**Problem**
For the records below, tally the lines that include the word "AppError" and give only the tally.

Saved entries
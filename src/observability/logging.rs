use fern::colors::{Color, ColoredLevelConfig};
use log::LevelFilter;

/// Initialize colored, timestamped logging to stderr.
///
/// Stdout is left alone so the CLI can print its JSON report there.
pub fn init_logging(level: LevelFilter) -> anyhow::Result<()> {
	let colors = ColoredLevelConfig::new()
		.error(Color::Red)
		.warn(Color::Yellow)
		.info(Color::Green)
		.debug(Color::Cyan)
		.trace(Color::BrightBlack);

	fern::Dispatch::new()
		.format(move |out, message, record| {
			out.finish(format_args!(
				"{} {:<5} [{}] {}",
				chrono::Local::now().format("%Y-%m-%dT%H:%M:%S%.3f"),
				colors.color(record.level()),
				record.target(),
				message
			))
		})
		.level(level)
		.chain(std::io::stderr())
		.apply()
		.map_err(|e| anyhow::anyhow!("Failed to initialize logging: {}", e))?;

	Ok(())
}

#[cfg(test)]
#[cfg(feature = "unit-tests")]
mod tests {
	use log::LevelFilter;

	#[test]
	fn logging_initializes_once() {
		// A logger can only be installed once per process; whichever call
		// comes second must fail cleanly rather than panic.
		let _ = super::init_logging(LevelFilter::Debug);
		assert!(super::init_logging(LevelFilter::Debug).is_err());
	}
}
use std::borrow::Cow;
use std::path::Path;

use rusqlite::Connection;

use crate::document::Document;
use crate::error::MergeError;
use crate::store::SqliteStore;
use crate::store::schema::ensure_tables;
use crate::walk::{MergeReport, TreeWalker};

/// Knobs for a single merge run.
#[derive(Debug, Clone, PartialEq, Eq)]
pub struct MergeOptions {
	/// Slash-separated module path selecting the subtree to merge; `/` is
	/// the whole document.
	pub module_path: String,
	pub max_module_depth: usize,
	/// Walk and report, then roll back instead of committing.
	pub dry_run: bool,
}

impl Default for MergeOptions {
	fn default() -> Self {
		Self {
			module_path: "/".to_string(),
			max_module_depth: 64,
			dry_run: false,
		}
	}
}

/// Merges the document at `document_path` into the database at
/// `database_path` as one transaction.
pub fn merge_all(
	database_path: impl AsRef<Path>,
	document_path: impl AsRef<Path>,
	options: &MergeOptions,
) -> Result<MergeReport, MergeError> {
	let mut conn = Connection::open(database_path.as_ref())?;
	log::info!("opened database {}", database_path.as_ref().display());

	merge_with(&mut conn, options, || {
		Document::from_path(document_path.as_ref()).map(Cow::Owned)
	})
}

/// Merges an already loaded document into `conn`.
pub fn merge_document(
	conn: &mut Connection,
	document: &Document,
	options: &MergeOptions,
) -> Result<MergeReport, MergeError> {
	merge_with(conn, options, || Ok(Cow::Borrowed(document)))
}

/// Schema, load, select, walk, commit. Every write happens inside one
/// transaction; an error anywhere drops it, which rolls everything back.
fn merge_with<'d, F>(
	conn: &mut Connection,
	options: &MergeOptions,
	load: F,
) -> Result<MergeReport, MergeError>
where
	F: FnOnce() -> Result<Cow<'d, Document>, MergeError>,
{
	conn.pragma_update(None, "foreign_keys", true)?;
	let tx = conn.transaction()?;

	ensure_tables(&tx)?;
	let document = load()?;
	let roots = document.select_subtree(&options.module_path)?;
	log::info!(
		"merging {} module(s) under '{}'",
		roots.modules.len(),
		options.module_path
	);

	let store = SqliteStore::new(&tx);
	let mut report = TreeWalker::new(&store, options.max_module_depth)?.walk(roots)?;

	if options.dry_run {
		tx.rollback()?;
		log::info!("dry run: changes rolled back");
	} else {
		tx.commit()?;
		report.committed = true;
		log::info!("changes committed");
	}
	Ok(report)
}
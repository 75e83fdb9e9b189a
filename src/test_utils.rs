//! Test utilities shared by the unit tests.
//!
//! Builds in-memory databases that look like the output of the upstream
//! symbol extraction stage, and a store wrapper that counts lookups.

#![cfg(test)]

use std::cell::Cell;
use std::collections::HashMap;

use rusqlite::{Connection, params};

use crate::store::{
	FieldId, FieldRow, MetadataStore, ModuleId, NewCommand, NewTelemetry, RecordId, StoreResult,
	SymbolId, SymbolRow, UnionSelectionRow,
};

const UPSTREAM_SCHEMA: &str = "
	PRAGMA foreign_keys = ON;
	CREATE TABLE modules(
		id INTEGER PRIMARY KEY,
		name TEXT NOT NULL UNIQUE);
	CREATE TABLE symbols(
		id INTEGER PRIMARY KEY,
		elf INTEGER,
		name TEXT NOT NULL,
		byte_size INTEGER,
		artifact INTEGER,
		long_description TEXT,
		short_description TEXT,
		target_symbol INTEGER,
		FOREIGN KEY (target_symbol) REFERENCES symbols(id));
	CREATE TABLE fields(
		id INTEGER PRIMARY KEY,
		symbol INTEGER NOT NULL,
		name TEXT NOT NULL,
		byte_offset INTEGER,
		type INTEGER,
		FOREIGN KEY (symbol) REFERENCES symbols(id),
		FOREIGN KEY (type) REFERENCES symbols(id));";

/// An in-memory database holding the empty upstream tables.
pub fn upstream_connection() -> Connection {
	let conn = Connection::open_in_memory().expect("open in-memory sqlite");
	conn.execute_batch(UPSTREAM_SCHEMA)
		.expect("create upstream schema");
	conn
}

/// Inserts upstream rows and hands back their ids.
pub struct Seed<'c> {
	conn: &'c Connection,
}

impl<'c> Seed<'c> {
	pub fn new(conn: &'c Connection) -> Self {
		Self { conn }
	}

	pub fn module(&self, name: &str) -> ModuleId {
		self.conn
			.execute("INSERT INTO modules(name) VALUES (?1)", [name])
			.expect("insert module");
		self.conn.last_insert_rowid()
	}

	pub fn symbol(&self, name: &str, byte_size: i64, target: Option<SymbolId>) -> SymbolId {
		self.conn
			.execute(
				"INSERT INTO symbols(name, byte_size, target_symbol) VALUES (?1, ?2, ?3)",
				params![name, byte_size, target],
			)
			.expect("insert symbol");
		self.conn.last_insert_rowid()
	}

	/// Points an existing symbol at a new alias target; used to build cycles.
	pub fn retarget(&self, symbol: SymbolId, target: SymbolId) {
		self.conn
			.execute(
				"UPDATE symbols SET target_symbol = ?1 WHERE id = ?2",
				params![target, symbol],
			)
			.expect("retarget symbol");
	}

	pub fn field(&self, owner: SymbolId, name: &str, offset: i64, ty: SymbolId) -> FieldId {
		self.conn
			.execute(
				"INSERT INTO fields(symbol, name, byte_offset, type) VALUES (?1, ?2, ?3, ?4)",
				params![owner, name, offset, ty],
			)
			.expect("insert field");
		self.conn.last_insert_rowid()
	}

	pub fn untyped_field(&self, owner: SymbolId, name: &str, offset: i64) -> FieldId {
		self.conn
			.execute(
				"INSERT INTO fields(symbol, name, byte_offset) VALUES (?1, ?2, ?3)",
				params![owner, name, offset],
			)
			.expect("insert field");
		self.conn.last_insert_rowid()
	}
}

/// The symbol layout used across tests:
///
/// ```text
/// NAV_STATUS_T { uint8 state; MODE_T mode; }     MODE_T -> MODE_UNION_T
/// MODE_UNION_T { uint8 safe_mode; uint8 science; }
/// ```
pub struct NavFixture {
	pub module: ModuleId,
	pub nav_status: SymbolId,
	pub mode_field: FieldId,
	pub safe_mode_field: FieldId,
	pub science_field: FieldId,
}

pub fn seed_nav(conn: &Connection) -> NavFixture {
	let seed = Seed::new(conn);
	let module = seed.module("nav");
	let u8_t = seed.symbol("uint8", 1, None);
	let mode_union = seed.symbol("MODE_UNION_T", 1, None);
	let mode_alias = seed.symbol("MODE_T", 1, Some(mode_union));
	let nav_status = seed.symbol("NAV_STATUS_T", 2, None);
	seed.field(nav_status, "state", 0, u8_t);
	let mode_field = seed.field(nav_status, "mode", 1, mode_alias);
	let safe_mode_field = seed.field(mode_union, "safe_mode", 0, u8_t);
	let science_field = seed.field(mode_union, "science", 0, u8_t);
	NavFixture {
		module,
		nav_status,
		mode_field,
		safe_mode_field,
		science_field,
	}
}

/// Delegates to another store while counting symbol-row lookups.
pub struct CountingStore<'s, S: MetadataStore> {
	inner: &'s S,
	pub symbol_reads: Cell<usize>,
}

impl<'s, S: MetadataStore> CountingStore<'s, S> {
	pub fn new(inner: &'s S) -> Self {
		Self {
			inner,
			symbol_reads: Cell::new(0),
		}
	}
}

impl<S: MetadataStore> MetadataStore for CountingStore<'_, S> {
	fn module_ids(&self) -> StoreResult<HashMap<String, ModuleId>> {
		self.inner.module_ids()
	}

	fn symbol_id_by_name(&self, name: &str) -> StoreResult<Option<SymbolId>> {
		self.inner.symbol_id_by_name(name)
	}

	fn symbol(&self, id: SymbolId) -> StoreResult<Option<SymbolRow>> {
		self.symbol_reads.set(self.symbol_reads.get() + 1);
		self.inner.symbol(id)
	}

	fn fields_of(&self, symbol: SymbolId) -> StoreResult<Vec<FieldRow>> {
		self.inner.fields_of(symbol)
	}

	fn find_telemetry(
		&self,
		name: &str,
		module: ModuleId,
		message_id: i64,
	) -> StoreResult<Option<i64>> {
		self.inner.find_telemetry(name, module, message_id)
	}

	fn insert_telemetry(&self, record: &NewTelemetry) -> StoreResult<i64> {
		self.inner.insert_telemetry(record)
	}

	fn find_command(
		&self,
		name: &str,
		command_code: i64,
		module: ModuleId,
		message_id: i64,
	) -> StoreResult<Option<i64>> {
		self.inner
			.find_command(name, command_code, module, message_id)
	}

	fn insert_command(&self, record: &NewCommand) -> StoreResult<i64> {
		self.inner.insert_command(record)
	}

	fn find_union_selection(
		&self,
		union_parent: FieldId,
		union_field: FieldId,
	) -> StoreResult<Option<UnionSelectionRow>> {
		self.inner.find_union_selection(union_parent, union_field)
	}

	fn insert_union_selection(
		&self,
		union_parent: FieldId,
		union_field: FieldId,
		owner: RecordId,
	) -> StoreResult<i64> {
		self.inner
			.insert_union_selection(union_parent, union_field, owner)
	}
}
//! Registry of live child applications, keyed by application name.

use std::collections::BTreeMap;

use tracing::info;

use crate::child::{BoxedChild, ChildHandle};
use crate::{AppError, Result};

/// Exclusive owner of the session's child handles.
#[derive(Default)]
pub struct ChildRegistry {
    children: BTreeMap<String, BoxedChild>,
}

impl ChildRegistry {
    /// Add `child` under its own name.
    ///
    /// # Errors
    ///
    /// Returns `AppError::Child` if a child with the same name is registered.
    pub fn register(&mut self, child: BoxedChild) -> Result<()> {
        let name = child.name().to_owned();
        if self.children.contains_key(&name) {
            return Err(AppError::Child(format!("child '{name}' already registered")));
        }
        self.children.insert(name, child);
        Ok(())
    }

    /// Registered application names, sorted.
    #[must_use]
    pub fn names(&self) -> Vec<&str> {
        self.children.keys().map(String::as_str).collect()
    }

    /// Borrow every handle, sorted by name.
    #[must_use]
    pub fn handles(&self) -> Vec<&dyn ChildHandle> {
        self.children.values().map(AsRef::as_ref).collect()
    }

    /// Look up a child by name.
    #[must_use]
    pub fn get(&self, name: &str) -> Option<&dyn ChildHandle> {
        self.children.get(name).map(AsRef::as_ref)
    }

    /// Number of registered children.
    #[must_use]
    pub fn len(&self) -> usize {
        self.children.len()
    }

    /// Whether no child is registered.
    #[must_use]
    pub fn is_empty(&self) -> bool {
        self.children.is_empty()
    }

    /// Remove every child and shut each one down.
    pub async fn shutdown_all(&mut self) {
        let children = std::mem::take(&mut self.children);
        for (name, child) in children {
            child.shutdown().await;
            info!(child = %name, "child deregistered");
        }
    }
}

**Answer to this problem**
3